Problem details: Determine which lines of the records include the word "ArgMatches", and copy them.

Records to process:
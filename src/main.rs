use clap::{value_parser, Arg, ArgAction, ArgMatches, Command};
use std::error::Error;
use std::path::{Path, PathBuf};
use std::process::ExitCode;

use treecmp::callbacks::CompareCallbacks;
use treecmp::compare::CompareBuilder;
use treecmp::config::Config;
use treecmp::confirm::{AutoConfirm, PromptConfirmer};
use treecmp::logging::{self, error, info};
use treecmp::output::{ConsoleReporter, JsonReporter};
use treecmp::protocol;
use treecmp::strategies::OutputFormat;

fn cli() -> Command {
	Command::new("treecmp")
		.version(env!("CARGO_PKG_VERSION"))
		.author("Szilard Hajba <szilu@symbion.hu>")
		.about("Compare a local directory tree with remote copies by content checksum")
		.subcommand_required(true)
		.arg(
			Arg::new("verbose")
				.short('v')
				.long("verbose")
				.action(ArgAction::Count)
				.global(true)
				.help("More logging (-v debug, -vv trace)"),
		)
		.subcommand(
			Command::new("compare")
				.about("Compare the source tree against every target")
				.arg(Arg::new("config").short('c').long("config").value_name("FILE").help("Config file (.toml, .json, .json5)"))
				.arg(Arg::new("source").short('s').long("source").value_name("DIR").help("Local source directory"))
				.arg(
					Arg::new("target")
						.short('t')
						.long("target")
						.value_name("HOST")
						.action(ArgAction::Append)
						.help("Target host or local directory (repeatable)"),
				)
				.arg(Arg::new("remote-root").short('r').long("remote-root").value_name("PATH").help("Directory compared on each target"))
				.arg(Arg::new("user").short('u').long("user").value_name("USER").help("Remote user name"))
				.arg(Arg::new("key").short('k').long("key").value_name("FILE").help("Private key (wins over password)"))
				.arg(
					Arg::new("password")
						.long("password")
						.value_name("PASSWORD")
						.help("SSH password (prefer TREECMP_PASSWORD)"),
				)
				.arg(Arg::new("port").short('p').long("port").value_parser(value_parser!(u16)).help("SSH port"))
				.arg(Arg::new("ssh-command").long("ssh-command").value_name("CMD").help("SSH client to run"))
				.arg(
					Arg::new("remote-command")
						.long("remote-command")
						.value_name("CMD")
						.help("Command started on the target (default: treecmp serve)"),
				)
				.arg(Arg::new("auto-delete").long("auto-delete").action(ArgAction::SetTrue).help("Offer to delete remote files missing locally"))
				.arg(Arg::new("yes").short('y').long("yes").action(ArgAction::SetTrue).help("Answer yes to deletion prompts"))
				.arg(Arg::new("max-delete").long("max-delete").value_parser(value_parser!(usize)).help("Refuse to delete more files than this per target"))
				.arg(
					Arg::new("max-delete-percent")
						.long("max-delete-percent")
						.value_parser(value_parser!(u8))
						.help("Refuse to delete more than this percentage of a target"),
				)
				.arg(Arg::new("algorithm").short('a').long("algorithm").value_name("ALGO").help("sha256 (default), sha512 or blake3"))
				.arg(
					Arg::new("exclude")
						.short('e')
						.long("exclude")
						.value_name("GLOB")
						.action(ArgAction::Append)
						.help("Exclude matching paths on both sides (repeatable)"),
				)
				.arg(Arg::new("format").short('f').long("format").value_name("FORMAT").help("text (default) or json"))
				.arg(Arg::new("color").long("color").value_name("WHEN").help("auto (default), always or never"))
				.arg(Arg::new("log-level").long("log-level").value_name("LEVEL").help("Log filter when RUST_LOG is unset")),
		)
		.subcommand(Command::new("serve").about("Serve the protocol on stdin/stdout (started over ssh)"))
}

/// Defaults < config file < environment < command line
fn build_config(matches: &ArgMatches) -> Result<Config, Box<dyn Error>> {
	let mut config = match matches.get_one::<String>("config") {
		Some(path) => Config::load_file(Path::new(path))?,
		None => match Config::default_file() {
			Some(path) => Config::load_file(&path)?,
			None => Config::default(),
		},
	};
	config.apply_env();

	if let Some(source) = matches.get_one::<String>("source") {
		config.source = Some(PathBuf::from(source));
	}
	if let Some(targets) = matches.get_many::<String>("target") {
		config.targets = targets.cloned().collect();
	}
	if let Some(root) = matches.get_one::<String>("remote-root") {
		config.remote_root = root.clone();
	}
	if let Some(user) = matches.get_one::<String>("user") {
		config.username = Some(user.clone());
	}
	if let Some(key) = matches.get_one::<String>("key") {
		config.key_path = Some(PathBuf::from(key));
	}
	if let Some(password) = matches.get_one::<String>("password") {
		config.password = Some(password.clone());
	}
	if let Some(port) = matches.get_one::<u16>("port") {
		config.ssh.port = Some(*port);
	}
	if let Some(cmd) = matches.get_one::<String>("ssh-command") {
		config.ssh.ssh_command = Some(cmd.clone());
	}
	if let Some(cmd) = matches.get_one::<String>("remote-command") {
		config.ssh.remote_command = cmd.clone();
	}
	if matches.get_flag("auto-delete") {
		config.auto_delete = true;
	}
	if let Some(count) = matches.get_one::<usize>("max-delete") {
		config.max_delete_count = Some(*count);
	}
	if let Some(percent) = matches.get_one::<u8>("max-delete-percent") {
		config.max_delete_percent = Some(*percent);
	}
	if let Some(algorithm) = matches.get_one::<String>("algorithm") {
		config.algorithm = algorithm.parse()?;
	}
	if let Some(patterns) = matches.get_many::<String>("exclude") {
		config.exclude_patterns.extend(patterns.cloned());
	}
	if let Some(format) = matches.get_one::<String>("format") {
		config.output_format = format.parse()?;
	}
	if let Some(color) = matches.get_one::<String>("color") {
		config.color_mode = color.parse()?;
	}
	if let Some(level) = matches.get_one::<String>("log-level") {
		config.log_level = level.clone();
	}

	config.validate()?;
	Ok(config)
}

/// Returns whether every target compared cleanly
async fn compare(config: Config, assume_yes: bool) -> Result<bool, Box<dyn Error>> {
	let callbacks: Box<dyn CompareCallbacks> = match config.output_format {
		OutputFormat::Text => Box::new(ConsoleReporter::stdout(config.color_mode.enabled())),
		OutputFormat::Json => Box::new(JsonReporter::stdout()),
	};

	let builder = CompareBuilder::from_config(&config).callbacks(callbacks);
	let builder = if assume_yes { builder.confirmer(AutoConfirm(true)) } else { builder.confirmer(PromptConfirmer) };

	let summary = builder.build()?.run().await?;
	let failed = summary.failed_targets();
	if failed.is_empty() {
		info!("All {} targets compared", summary.targets.len());
	} else {
		error!("{} of {} targets failed: {}", failed.len(), summary.targets.len(), failed.join(", "));
	}
	Ok(summary.is_success())
}

#[tokio::main]
async fn main() -> ExitCode {
	let matches = cli().get_matches();
	let verbose = matches.get_count("verbose");

	if matches.subcommand_matches("serve").is_some() {
		logging::init_tracing("warn", verbose);
		return match protocol::serve_stdio().await {
			Ok(()) => ExitCode::SUCCESS,
			Err(e) => {
				error!("serve: {}", e);
				ExitCode::FAILURE
			}
		};
	}

	let Some(sub_matches) = matches.subcommand_matches("compare") else {
		return ExitCode::from(2);
	};

	let config = match build_config(sub_matches) {
		Ok(config) => config,
		Err(e) => {
			eprintln!("treecmp: {}", e);
			return ExitCode::from(2);
		}
	};
	logging::init_tracing(&config.log_level, verbose);

	match compare(config, sub_matches.get_flag("yes")).await {
		Ok(true) => ExitCode::SUCCESS,
		Ok(false) => ExitCode::FAILURE,
		Err(e) => {
			error!("{}", e);
			ExitCode::FAILURE
		}
	}
}


// vim: ts=4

Your solution:
use clap::{value_parser, Arg, ArgAction, ArgMatches, Command};
fn build_config(matches: &ArgMatches) -> Result<Config, Box<dyn Error>> {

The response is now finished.